The worsening congestion at Chinese ports is further jolting local and regional manufacturers and exporters, who are gearing up for shipments for the Christmas season. Manufacturers and exporters across the region have been hit with news of further congestion at the ports in China with reports coming that the world's biggest shipping lines — including AP Moller-Maersk and CMA CGM SA — are diverting shipments to other ports rather than wait outside Ningbo, China for an unknown length of time while the COVID-19 outbreak continues there.
The partial closure of the world's third-busiest container port is worsening congestion at other major Chinese ports, as ships divert from Ningbo amid uncertainty over how long virus control measures in the city will last. In nearby Shanghai and in Hong Kong, congestion is once again increasing after dropping due to the reopening of Yantian port in Shenzhen, which was closed in May for a separate outbreak.
Jamaica Manufacturers and Exporters Association (JMEA) President John Mahfood declared that this latest state of affair is not good for manufacturers and exporters in the region who are already suffering from global logistical challenges in addition to higher shipping costs.
He made the point that this latest challenge could affect shipments for Christmas. With this congestion happening in mid-August, he said it can have an effect on manufacturers for Christmas because those containers for use would have been expected to arrive late September for shipment in October.
“Probably where there will be a problem is for consumer goods that are being brought in from the Far East, where importers are expecting them to arrive in late September-early October for the Christmas season, there will be some shortages,” Mahfood declared.
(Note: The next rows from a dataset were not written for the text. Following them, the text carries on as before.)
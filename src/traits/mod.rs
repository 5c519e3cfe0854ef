/*
 * SPDX-FileCopyrightText: 2024 Tommaso Fontana
 * SPDX-FileCopyrightText: 2024 Inria
 * SPDX-FileCopyrightText: 2024 Sebastiano Vigna
 *
 * SPDX-License-Identifier: Apache-2.0 OR LGPL-2.1-or-later
 */

/*!

Traits for operating on streams of bits.

We provide three bit-based traits, [`BitRead`], [`BitWrite`], and
[`BitSeek`], analogous to [`std::io::Read`], [`std::io::Write`], and
[`std::io::Seek`], respectively. They provide read/write operations on
single bits, fixed-width blocks of bits, and arbitrary-precision blocks of
bits. The codings in [`codes`](crate::codes) are built on these traits and
make no assumptions about the backing storage.

All streams are most-significant-bit first: the first bit written is the
highest bit of the first byte of the underlying medium. The implementations
we provide (e.g., [`MemBitWriter`](crate::impls::MemBitWriter)) buffer bits
into a word and move whole bytes to and from the backing storage.

*/

mod bit_stream;
pub use bit_stream::*;
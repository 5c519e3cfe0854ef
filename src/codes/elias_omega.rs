/*
 * SPDX-FileCopyrightText: 2024 Tommaso Fontana
 *
 * SPDX-License-Identifier: Apache-2.0 OR LGPL-2.1-or-later
 */

//! Elias ω coding.
//!
//! The ω code pushes the recursion in the representation of the length to
//! its limit. A code word is a concatenation of blocks *b*₀ *b*₁ … *b*ₖ
//! `0`, where each block is a binary string starting with `1`; the value
//! represented by each block, incremented by one, is the number of digits
//! of the following block, and the value of the code word is the value of
//! the last block. Encoding `x = n + 1` thus recursively encodes the digit
//! count of `x` minus one, then writes `x` itself, and the outermost call
//! appends the terminating `0`.
//!
//! In contrast to most presentations of Elias ω coding, the mapping from
//! integers to code words begins at zero, so that 0 → `0`, 1 → `100`, and
//! so on.
//!
//! # References
//!
//! Peter Elias. “Universal codeword sets and representations of the
//! integers”, IEEE Transactions on Information Theory, vol. 21, no. 2,
//! pp. 194-203, March 1975, doi:
//! <https://doi.org/10.1109/TIT.1975.1055349>.

use num_bigint::BigUint;
use num_traits::ToPrimitive;

use crate::codes::{Coding, UniversalCoding};
use crate::error::{Error, Result};
use crate::traits::{BitRead, BitWrite};

/// Elias ω coding. See the [module documentation](self).
#[derive(Debug, Clone, Copy, Default, PartialEq, Eq)]
pub struct EliasOmegaCoding;

fn recursive_write<W: BitWrite + ?Sized>(writer: &mut W, x: u64) -> Result<usize> {
    if x <= 1 {
        return Ok(0);
    }
    let size = x.ilog2() + 1;
    Ok(recursive_write(writer, size as u64 - 1)? + writer.write_bits(x, size as usize)?)
}

fn recursive_write_big<W: BitWrite + ?Sized>(writer: &mut W, x: &BigUint) -> Result<usize> {
    if let Some(x) = x.to_u64() {
        return recursive_write(writer, x);
    }
    let size = x.bits();
    Ok(recursive_write(writer, size - 1)? + writer.write_big(x, size)?)
}

impl Coding for EliasOmegaCoding {
    fn encode_u32<W: BitWrite + ?Sized>(&self, writer: &mut W, value: u32) -> Result<usize> {
        Ok(recursive_write(writer, value as u64 + 1)? + writer.write_bit(false)?)
    }

    fn encode_u64<W: BitWrite + ?Sized>(&self, writer: &mut W, value: u64) -> Result<usize> {
        // x = value + 1 would not fit u64
        if value == u64::MAX {
            return self.encode_biguint(writer, &BigUint::from(value));
        }
        Ok(recursive_write(writer, value + 1)? + writer.write_bit(false)?)
    }

    fn encode_biguint<W: BitWrite + ?Sized>(
        &self,
        writer: &mut W,
        value: &BigUint,
    ) -> Result<usize> {
        let x = value + 1u32;
        Ok(recursive_write_big(writer, &x)? + writer.write_bit(false)?)
    }

    fn decode_u32<R: BitRead + ?Sized>(&self, reader: &mut R) -> Result<u32> {
        let mut x: u64 = 1;
        loop {
            if !reader.read_bit()? {
                return u32::try_from(x - 1).map_err(|_| Error::ValueTooLarge("u32"));
            }
            if x > 32 {
                return Err(Error::ValueTooLarge("u32"));
            }
            x = (1 << x) | reader.read_bits(x as usize)?;
        }
    }

    fn decode_u64<R: BitRead + ?Sized>(&self, reader: &mut R) -> Result<u64> {
        let mut x: u128 = 1;
        loop {
            if !reader.read_bit()? {
                return u64::try_from(x - 1).map_err(|_| Error::ValueTooLarge("u64"));
            }
            if x > 64 {
                return Err(Error::ValueTooLarge("u64"));
            }
            x = (1 << x) | reader.read_bits(x as usize)? as u128;
        }
    }

    fn decode_biguint<R: BitRead + ?Sized>(&self, reader: &mut R) -> Result<BigUint> {
        let mut x = BigUint::from(1u32);
        loop {
            if !reader.read_bit()? {
                return Ok(x - 1u32);
            }
            let size = x
                .to_u64()
                .ok_or(Error::InvalidInput("absurd Elias ω block length"))?;
            x = reader.read_big(size)?;
            x.set_bit(size, true);
        }
    }
}

impl UniversalCoding for EliasOmegaCoding {}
He told the Caribbean Business Report that if there is a shortage it will not be detrimental, particularly as it regards food items, which comes mostly from North America and Europe, which is not as badly affected in shipping.
According to Mahfood, “It is an ongoing problem and the increased costs is affecting consumers. Inflation rates are going up and, of course, the economy is in a weak situation; so it's going be tough for consumers this Christmas.” He lamented that the continuing congestion on the ports in China is a recurring problem for manufacturers and exporters in the Caribbean having surfaced earlier in the year when the American economy started to pick up because of the high vaccination rates and higher demand in the economy. He pointed out that at the same time demand was picking up there was a shortage of vessels and a shortage of containers, so all throughout the year vessels have been
short and goods have missed shipments. To compensate, he explained that manufacturers and exporters have been stocking up on raw materials.
The number of container ships anchored off Xiamen on China's south-east coast rose to 24 on Tuesday based on shipping data compiled by Bloomberg. The Meishan terminal at Ningbo port was shut last week after a dock worker became infected with the Delta variant of the novel coronavirus. The terminal accounts for about a quarter of the port's capacity. Local authorities were expected to “reassess” the resumption of operations at the Meishan terminal on Wednesday last.
If a phased reopening begins this week to tackle the backlog, a full resumption of operations may be possible by the beginning of September, logistics intelligence provider project44 reported. Some other ships are willing to wait, with 141 ships at a shared anchorage for the Shanghai and Ningbo ports Tuesday, 60 more than the median number from April to August.
“We hear the backlog is getting bigger and the congestion is getting worse,” said Dawn Tiura, CEO of logistics industry association Sourcing Industry Group. She suggested, “if you are buying goods that originate or move through China, you need to increase lead times or find another source of supply.”
The shipping industry has been plagued by disruptions this year that have created delays in global shipping chains and driven freight rates to record highs. Snarls have ranged from a mega-ship stuck in the Suez Canal in March to virus outbreaks in Southeast Asia and China reducing productivity at ports.
The backlog has stretched across the Pacific Ocean to Long Beach port in Los Angeles, where more than 30 ships were waiting to get into port to offload, Bloomberg's data show. Elsewhere in Southeast Asia, anchored ships off Vietnam's two largest ports rose to six above the median.
One source reported that most ports are already experiencing congestion or delays, so any additional and uncatered for volumes will heap on more pressure.